• [Problem to solve]:
A verbatim transcript of the lines below, starting at the first and ending with the one that holds "pub struct PackURI", is what should be produced.

• [Record set]:
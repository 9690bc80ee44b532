/// Provides the PackURI value type and utilities for working with package URIs.
///
/// A PackURI is a part name within an OPC package, such as
/// `/ppt/slides/slide1.xml`. PackURIs always begin with a forward slash and use
/// forward slashes as path separators.
#[derive(Debug, Clone, PartialEq, Eq, Hash, PartialOrd, Ord)]
pub struct PackURI {
    /// The full pack URI string (e.g., "/ppt/presentation.xml")
    uri: String,
}

impl PackURI {
    /// Create a new PackURI from a string.
    ///
    /// # Returns
    /// * `Ok(PackURI)` if the URI is valid
    /// * `Err` if the URI doesn't start with a forward slash
    pub fn new<S: Into<String>>(uri: S) -> Result<Self, String> {
        let uri = uri.into();
        if !uri.starts_with('/') {
            return Err(format!("PackURI must begin with slash, got '{}'", uri));
        }
        Ok(PackURI { uri })
    }

    /// Get the base URI (directory portion) of this PackURI.
    ///
    /// For example, "/ppt/slides" for "/ppt/slides/slide1.xml".
    /// For the package pseudo-partname "/", returns "/".
    pub fn base_uri(&self) -> &str {
        match self.uri.rfind('/') {
            Some(0) | None => "/",
            Some(pos) => &self.uri[..pos],
        }
    }

    /// Get the filename portion of this PackURI.
    ///
    /// For example, "slide1.xml" for "/ppt/slides/slide1.xml".
    pub fn filename(&self) -> &str {
        self.uri
            .rfind('/')
            .map(|pos| &self.uri[pos + 1..])
            .unwrap_or("")
    }

    /// Get the extension portion of this PackURI, without the leading period.
    pub fn ext(&self) -> &str {
        let filename = self.filename();
        filename
            .rfind('.')
            .map(|pos| &filename[pos + 1..])
            .unwrap_or("")
    }

    /// Get the membername (URI with leading slash stripped).
    ///
    /// This is the form used as the Zip file membername for the package item.
    pub fn membername(&self) -> &str {
        &self.uri[1..]
    }

    /// Get the relative reference from a base URI to this PackURI.
    ///
    /// For example, PackURI("/ppt/slideLayouts/slideLayout1.xml") returns
    /// "../slideLayouts/slideLayout1.xml" for base_uri "/ppt/slides".
    pub fn relative_ref(&self, base_uri: &str) -> String {
        if base_uri == "/" {
            return self.membername().to_string();
        }

        let from_parts: Vec<&str> = base_uri.split('/').filter(|s| !s.is_empty()).collect();
        let to_parts: Vec<&str> = self.uri.split('/').filter(|s| !s.is_empty()).collect();

        // Directories only: the last component of `to_parts` is the filename
        let common = from_parts
            .iter()
            .zip(to_parts.iter().take(to_parts.len().saturating_sub(1)))
            .take_while(|(a, b)| a == b)
            .count();

        let mut segments: Vec<&str> = Vec::with_capacity(from_parts.len() + to_parts.len());
        segments.extend(std::iter::repeat_n("..", from_parts.len() - common));
        segments.extend(&to_parts[common..]);
        segments.join("/")
    }

    /// Get the PackURI of the .rels part corresponding to this PackURI.
    ///
    /// For example, "/ppt/slides/_rels/slide1.xml.rels" for "/ppt/slides/slide1.xml"
    /// and "/_rels/.rels" for the package pseudo-partname.
    pub fn rels_uri(&self) -> Result<PackURI, String> {
        let rels_filename = format!("{}.rels", self.filename());
        let base_uri = self.base_uri();

        if base_uri == "/" {
            Self::new(format!("/_rels/{}", rels_filename))
        } else {
            Self::new(format!("{}/_rels/{}", base_uri, rels_filename))
        }
    }

    /// Get the full URI string.
    pub fn as_str(&self) -> &str {
        &self.uri
    }
}

impl std::fmt::Display for PackURI {
    fn fmt(&self, f: &mut std::fmt::Formatter<'_>) -> std::fmt::Result {
        write!(f, "{}", self.uri)
    }
}

impl AsRef<str> for PackURI {
    fn as_ref(&self) -> &str {
        &self.uri
    }
}

/// The package pseudo-partname, representing the package itself
pub const PACKAGE_URI: &str = "/";

/// The URI for the [Content_Types].xml part
pub const CONTENT_TYPES_URI: &str = "/[Content_Types].xml";

#[cfg(test)]
mod tests {
    use super::*;

    #[test]
    fn test_packuri_new() {
        assert!(PackURI::new("/ppt/presentation.xml").is_ok());
        assert!(PackURI::new("ppt/presentation.xml").is_err());
    }

    #[test]
    fn test_components() {
        let uri = PackURI::new("/ppt/media/image3.png").unwrap();
        assert_eq!(uri.base_uri(), "/ppt/media");
        assert_eq!(uri.filename(), "image3.png");
        assert_eq!(uri.ext(), "png");
        assert_eq!(uri.membername(), "ppt/media/image3.png");

        let root = PackURI::new(PACKAGE_URI).unwrap();
        assert_eq!(root.base_uri(), "/");
        assert_eq!(root.filename(), "");
    }

    #[test]
    fn test_relative_ref() {
        let layout = PackURI::new("/ppt/slideLayouts/slideLayout1.xml").unwrap();
        assert_eq!(layout.relative_ref("/ppt/slides"), "../slideLayouts/slideLayout1.xml");

        let slide = PackURI::new("/ppt/slides/slide1.xml").unwrap();
        assert_eq!(slide.relative_ref("/ppt"), "slides/slide1.xml");

        let pres = PackURI::new("/ppt/presentation.xml").unwrap();
        assert_eq!(pres.relative_ref("/"), "ppt/presentation.xml");

        let media = PackURI::new("/ppt/media/image1.png").unwrap();
        assert_eq!(media.relative_ref("/ppt/slides"), "../media/image1.png");
    }

    #[test]
    fn test_rels_uri() {
        let slide = PackURI::new("/ppt/slides/slide2.xml").unwrap();
        assert_eq!(slide.rels_uri().unwrap().as_str(), "/ppt/slides/_rels/slide2.xml.rels");

        let root = PackURI::new(PACKAGE_URI).unwrap();
        assert_eq!(root.rels_uri().unwrap().as_str(), "/_rels/.rels");
    }
}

• [Response to this task]:
repository 9690bc80ee44b532
/// Provides the PackURI value type and utilities for working with package URIs.
///
/// A PackURI is a part name within an OPC package, such as
/// `/ppt/slides/slide1.xml`. PackURIs always begin with a forward slash and use
/// forward slashes as path separators.
#[derive(Debug, Clone, PartialEq, Eq, Hash, PartialOrd, Ord)]
pub struct PackURI {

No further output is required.